CHAPTER XV.

SUNDAY IN NEW YORK.

Strangers have observed with surprise the quietness which reigns within the city limits on the Sabbath day. The streets have a cleaner, fresher look, and with the exception of the Bowery and Chatham street, are closed to trade. The wharves are hushed and still, and the river and bay lie calm and subdued in the light of the Sabbath sun. Everybody seems trying to look as neat and as clean as possible. The cars run on Sunday, as in the week. This is necessary in so large a city, as without them many persons would be unable to attend church, their houses being miles away from their places of worship.

CHURCH GOING.

In the morning, the various churches are well filled, for New Yorkers consider it a matter of principle to attend morning service. The streets are filled with persons hastening to church, the cars are crowded, and handsome carriages dash by, conveying their wealthy owners to their only hour of prayer.

The churches are nearly all above Bleecker street. Trinity, St. Paul's, the old Dutch Church in Fulton street, and a few seamen's bethels along the river, are the only places of worship left to the dwellers in the lower part of the city, who are chiefly the poor and needy. Little or no care is taken of this part of the population, and yet it would seem good missionary ground. Trinity tries hard to draw them into its fold, but no one else seems to care for them.

The up-town churches are well filled in the morning. The music, the fame of the preacher, the rank of the church in the fashionable world, all these things help to swell the congregation. They are generally magnificent edifices, erected with great taste, and at a great cost.

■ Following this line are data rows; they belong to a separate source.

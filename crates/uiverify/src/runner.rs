//! The verification runner.
//!
//! One call to [`VerificationRunner::run`] owns one session from launch to
//! close:
//!
//! ```text
//! NotStarted -> SessionAcquired -> (Seeded) -> Stepping(i) -> {Success, Failure} -> Closed
//! ```
//!
//! Step errors never escape `run`; they become a `Failure` report with the
//! step index and a diagnostic screenshot. Only configuration errors and a
//! failed session launch are returned as `Err`.

use chrono::Utc;
use std::path::PathBuf;
use std::time::Instant;
use tracing::{debug, info, warn};

use crate::artifacts::ArtifactWriter;
use crate::config::RunConfig;
use crate::fixture::Fixture;
use crate::report::{CaptureIssue, RunPhase, RunReport, RunStatus, StepFailure};
use crate::result::{FailureKind, VerifyError, VerifyResult};
use crate::scenario::{Step, StepAction};
use crate::selector::Selector;
use crate::session::{ElementState, Session, SessionLauncher};
use crate::wait::{Poller, WaitOptions};

/// Runs scenarios against sessions from a launcher
#[derive(Debug, Clone)]
pub struct VerificationRunner<L> {
    launcher: L,
}

impl<L: SessionLauncher> VerificationRunner<L> {
    /// Create a runner
    #[must_use]
    pub const fn new(launcher: L) -> Self {
        Self { launcher }
    }

    /// The launcher sessions come from
    #[must_use]
    pub const fn launcher(&self) -> &L {
        &self.launcher
    }

    /// Execute one scenario end to end
    pub async fn run(
        &self,
        fixture: Option<&Fixture>,
        steps: &[Step],
        config: &RunConfig,
    ) -> VerifyResult<RunReport> {
        config.validate()?;
        let started_at = Utc::now();
        let clock = Instant::now();
        info!(
            scenario = %config.scenario_name,
            base_url = %config.base_url,
            steps = steps.len(),
            seeded = fixture.is_some(),
            "starting verification run"
        );

        let mut run = RunState::new(config);
        let mut session = self.launcher.launch(config).await.map_err(|e| match e {
            VerifyError::SessionAcquisition { .. } => e,
            other => VerifyError::session(other),
        })?;
        run.enter(RunPhase::SessionAcquired);

        let outcome = run.drive(&mut session, fixture, steps).await;
        let status = match outcome {
            Ok(()) => {
                run.enter(RunPhase::Success);
                RunStatus::Success
            }
            Err(failed) => {
                run.fail(&mut session, failed).await;
                run.enter(RunPhase::Failure);
                RunStatus::Failure
            }
        };

        if let Err(e) = session.close().await {
            warn!(error = %e, "failed to close browser session");
        }
        run.enter(RunPhase::Closed);

        let report = RunReport {
            scenario: config.scenario_name.clone(),
            status,
            artifacts: run.artifacts,
            failure: run.failure,
            capture_issues: run.capture_issues,
            steps_completed: run.steps_completed,
            phases: run.phases,
            started_at,
            elapsed_ms: u64::try_from(clock.elapsed().as_millis()).unwrap_or(u64::MAX),
        };
        match &report.failure {
            None => info!(scenario = %report.scenario, artifacts = report.artifacts.len(), "run passed"),
            Some(failure) => info!(scenario = %report.scenario, %failure, "run failed"),
        }
        Ok(report)
    }
}

/// A failure before the report is assembled
#[derive(Debug)]
struct Failed {
    step_index: Option<usize>,
    error: VerifyError,
}

impl Failed {
    const fn setup(error: VerifyError) -> Self {
        Self {
            step_index: None,
            error,
        }
    }

    const fn step(index: usize, error: VerifyError) -> Self {
        Self {
            step_index: Some(index),
            error,
        }
    }
}

/// Mutable bookkeeping for one run
struct RunState<'a> {
    config: &'a RunConfig,
    writer: ArtifactWriter,
    phases: Vec<RunPhase>,
    artifacts: Vec<PathBuf>,
    capture_issues: Vec<CaptureIssue>,
    failure: Option<StepFailure>,
    steps_completed: usize,
}

impl<'a> RunState<'a> {
    fn new(config: &'a RunConfig) -> Self {
        Self {
            config,
            writer: ArtifactWriter::new(&config.screenshot_dir, &config.scenario_name),
            phases: vec![RunPhase::NotStarted],
            artifacts: Vec::new(),
            capture_issues: Vec::new(),
            failure: None,
            steps_completed: 0,
        }
    }

    fn enter(&mut self, phase: RunPhase) {
        debug!(%phase, "run phase");
        self.phases.push(phase);
    }

    async fn drive<S: Session>(
        &mut self,
        session: &mut S,
        fixture: Option<&Fixture>,
        steps: &[Step],
    ) -> Result<(), Failed> {
        let url = self.config.base_url.clone();
        session
            .goto(&url)
            .await
            .map_err(|e| Failed::setup(as_navigation(&url, e)))?;

        if let Some(fixture) = fixture {
            self.seed(session, fixture).await.map_err(Failed::setup)?;
            self.enter(RunPhase::Seeded);
        }

        for (index, step) in steps.iter().enumerate() {
            self.enter(RunPhase::Stepping(index));
            debug!(index, %step, "executing step");
            self.execute(session, index, step)
                .await
                .map_err(|e| Failed::step(index, e))?;
            self.steps_completed += 1;
        }
        Ok(())
    }

    /// Write the fixture and reload so the application reads it at startup
    async fn seed<S: Session>(&mut self, session: &mut S, fixture: &Fixture) -> VerifyResult<()> {
        let seed = fixture.seed(&self.config.storage_key, self.config.clear_storage)?;
        debug!(
            key = %seed.key,
            bytes = seed.payload.len(),
            collections = ?fixture.collections(),
            "seeding storage"
        );
        let stored = session
            .evaluate(&seed.to_script())
            .await
            .map_err(|e| match e {
                VerifyError::SeedInjection { .. } => e,
                other => VerifyError::seed(other),
            })?;
        if stored != serde_json::Value::Bool(true) {
            return Err(VerifyError::seed(format!(
                "value under {:?} did not read back as written (got {stored})",
                seed.key
            )));
        }
        let url = self.config.base_url.clone();
        session
            .reload()
            .await
            .map_err(|e| as_navigation(&url, e))
    }

    async fn execute<S: Session>(
        &mut self,
        session: &mut S,
        index: usize,
        step: &Step,
    ) -> VerifyResult<()> {
        let started = Instant::now();
        match &step.action {
            StepAction::Click { selector } => {
                self.wait_for_visible(session, selector, step)
                    .await
                    .map_err(|(state, message)| VerifyError::ElementNotFound {
                        selector: selector.to_string(),
                        timeout_ms: step.timeout().as_millis() as u64,
                        message: not_found_message(state, message),
                    })?;
                let budget = step.timeout().saturating_sub(started.elapsed());
                let clicked = match tokio::time::timeout(budget, session.click(selector)).await {
                    Ok(result) => result.map_err(|e| format!("click failed: {e}")),
                    Err(_) => Err("click did not complete within the step timeout".to_string()),
                };
                clicked.map_err(|message| VerifyError::ElementNotFound {
                    selector: selector.to_string(),
                    timeout_ms: step.timeout().as_millis() as u64,
                    message,
                })
            }
            StepAction::AssertVisible { selector } => self
                .wait_for_visible(session, selector, step)
                .await
                .map_err(|(state, message)| VerifyError::AssertionTimeout {
                    selector: selector.to_string(),
                    timeout_ms: step.timeout().as_millis() as u64,
                    message: not_visible_message(state, message),
                }),
            StepAction::Capture { selector } => {
                if let Some(selector) = selector {
                    self.wait_for_attached(session, selector, step)
                        .await
                        .map_err(|(state, message)| VerifyError::ElementNotFound {
                            selector: selector.to_string(),
                            timeout_ms: step.timeout().as_millis() as u64,
                            message: not_found_message(state, message),
                        })?;
                }
                let path = self.writer.capture_path(index, step.label.as_deref());
                match self.screenshot(session, selector.as_ref(), &path).await {
                    Ok(path) => {
                        debug!(path = %path.display(), "captured screenshot");
                        self.artifacts.push(path);
                    }
                    Err(e) => {
                        warn!(index, error = %e, "screenshot failed; continuing");
                        self.capture_issues.push(CaptureIssue {
                            step_index: Some(index),
                            diagnostic: false,
                            message: e.to_string(),
                        });
                    }
                }
                Ok(())
            }
            StepAction::Pause { ms } => {
                tokio::time::sleep(std::time::Duration::from_millis(*ms)).await;
                Ok(())
            }
        }
    }

    async fn wait_for_visible<S: Session>(
        &self,
        session: &mut S,
        selector: &Selector,
        step: &Step,
    ) -> Result<(), (ElementState, Option<String>)> {
        self.wait_for_state(session, selector, step, ElementState::is_visible)
            .await
    }

    async fn wait_for_attached<S: Session>(
        &self,
        session: &mut S,
        selector: &Selector,
        step: &Step,
    ) -> Result<(), (ElementState, Option<String>)> {
        self.wait_for_state(session, selector, step, ElementState::is_attached)
            .await
    }

    /// Poll until `ready` holds; on timeout return the last observed state
    async fn wait_for_state<S: Session>(
        &self,
        session: &mut S,
        selector: &Selector,
        step: &Step,
        ready: fn(ElementState) -> bool,
    ) -> Result<(), (ElementState, Option<String>)> {
        let options = WaitOptions::new()
            .with_timeout(step.timeout().as_millis() as u64)
            .with_poll_interval(self.config.poll_interval_ms);
        let mut last = ElementState::Missing;
        let mut poller = Poller::start(options);
        let reached = loop {
            // A state query stuck in the page must not outlive the step
            match tokio::time::timeout(poller.remaining(), session.element_state(selector)).await
            {
                Ok(Ok(state)) => {
                    last = state;
                    if ready(state) {
                        break true;
                    }
                }
                Ok(Err(e)) => poller.record_error(&e),
                Err(_) => {
                    poller.record_error(&"element state query did not answer before the step timeout");
                    break false;
                }
            }
            if !poller.tick().await {
                break false;
            }
        };
        let result = poller.finish(reached.then_some(()));
        debug!(
            %selector,
            ready = result.is_ready(),
            attempts = result.attempts,
            elapsed_ms = result.elapsed.as_millis() as u64,
            "wait finished"
        );
        if result.is_ready() {
            Ok(())
        } else {
            Err((last, result.last_error))
        }
    }

    /// Viewport screenshot, or the element's box when `target` is given
    async fn screenshot<S: Session>(
        &self,
        session: &mut S,
        target: Option<&Selector>,
        path: &std::path::Path,
    ) -> VerifyResult<PathBuf> {
        let shot = match target {
            Some(selector) => session.element_screenshot(selector).await,
            None => session.screenshot().await,
        };
        let bytes = shot.map_err(|e| match e {
            VerifyError::Capture { .. } => e,
            other => VerifyError::capture(other),
        })?;
        self.writer.write(path, &bytes).map_err(VerifyError::capture)
    }

    /// Record the failure and take the single diagnostic screenshot
    async fn fail<S: Session>(&mut self, session: &mut S, failed: Failed) {
        let Failed { step_index, error } = failed;
        let kind = error.kind().unwrap_or(FailureKind::NavigationFailure);
        warn!(step = ?step_index, %kind, error = %error, "run failed");

        let path = self.writer.diagnostic_path(step_index);
        let diagnostic = match self.screenshot(session, None, &path).await {
            Ok(path) => Some(path),
            Err(e) => {
                warn!(error = %e, "diagnostic screenshot failed");
                self.capture_issues.push(CaptureIssue {
                    step_index,
                    diagnostic: true,
                    message: e.to_string(),
                });
                None
            }
        };

        let console = session.recent_console();
        if !console.is_empty() {
            debug!(lines = console.len(), "attaching page console output to failure");
        }

        self.failure = Some(StepFailure {
            step_index,
            kind,
            cause: error.to_string(),
            diagnostic,
            console,
        });
    }
}

fn as_navigation(url: &str, error: VerifyError) -> VerifyError {
    match error {
        VerifyError::Navigation { .. } => error,
        other => VerifyError::navigation(url, other),
    }
}

fn not_found_message(state: ElementState, last_error: Option<String>) -> String {
    let base = match state {
        ElementState::Missing => "selector never matched an element".to_string(),
        ElementState::Hidden => "element matched but never became visible".to_string(),
        ElementState::Visible => "element was not actionable".to_string(),
    };
    with_last_error(base, last_error)
}

fn not_visible_message(state: ElementState, last_error: Option<String>) -> String {
    let base = match state {
        ElementState::Missing => "selector never matched an element".to_string(),
        ElementState::Hidden | ElementState::Visible => {
            "element stayed hidden".to_string()
        }
    };
    with_last_error(base, last_error)
}

fn with_last_error(base: String, last_error: Option<String>) -> String {
    match last_error {
        Some(e) => format!("{base} (last error: {e})"),
        None => base,
    }
}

They crowd into fashionable neighborhoods, being often located so close to each other that the music of one will disturb the prayers of the congregation of the other. The plea for this is that the old down town locations were out of the way for the majority of the congregations. Many of the new sites, however, are quite as hard to reach. The pews rent for sums far beyond the purses of persons of moderate means, so that the majority of New Yorkers are compelled to roam about, from church to church, in order to hear the gospel at all. At the majority of the churches, strangers are welcome, and are received with courtesy, but at others they are treated with the utmost rudeness if they happen to get into some upstart's pew, and are not unfrequently asked to give up their seats.

There are intellectual giants in the New York pulpit, but they are very few. The majority of the clergy are men of little intellect, and less oratorical power. They are popular, though, with their own cures, and the most of them are well provided for. They doubtless understand how to

"Preach to please the sinners,
And fill the vacant pews."

SUNDAY AFTERNOON.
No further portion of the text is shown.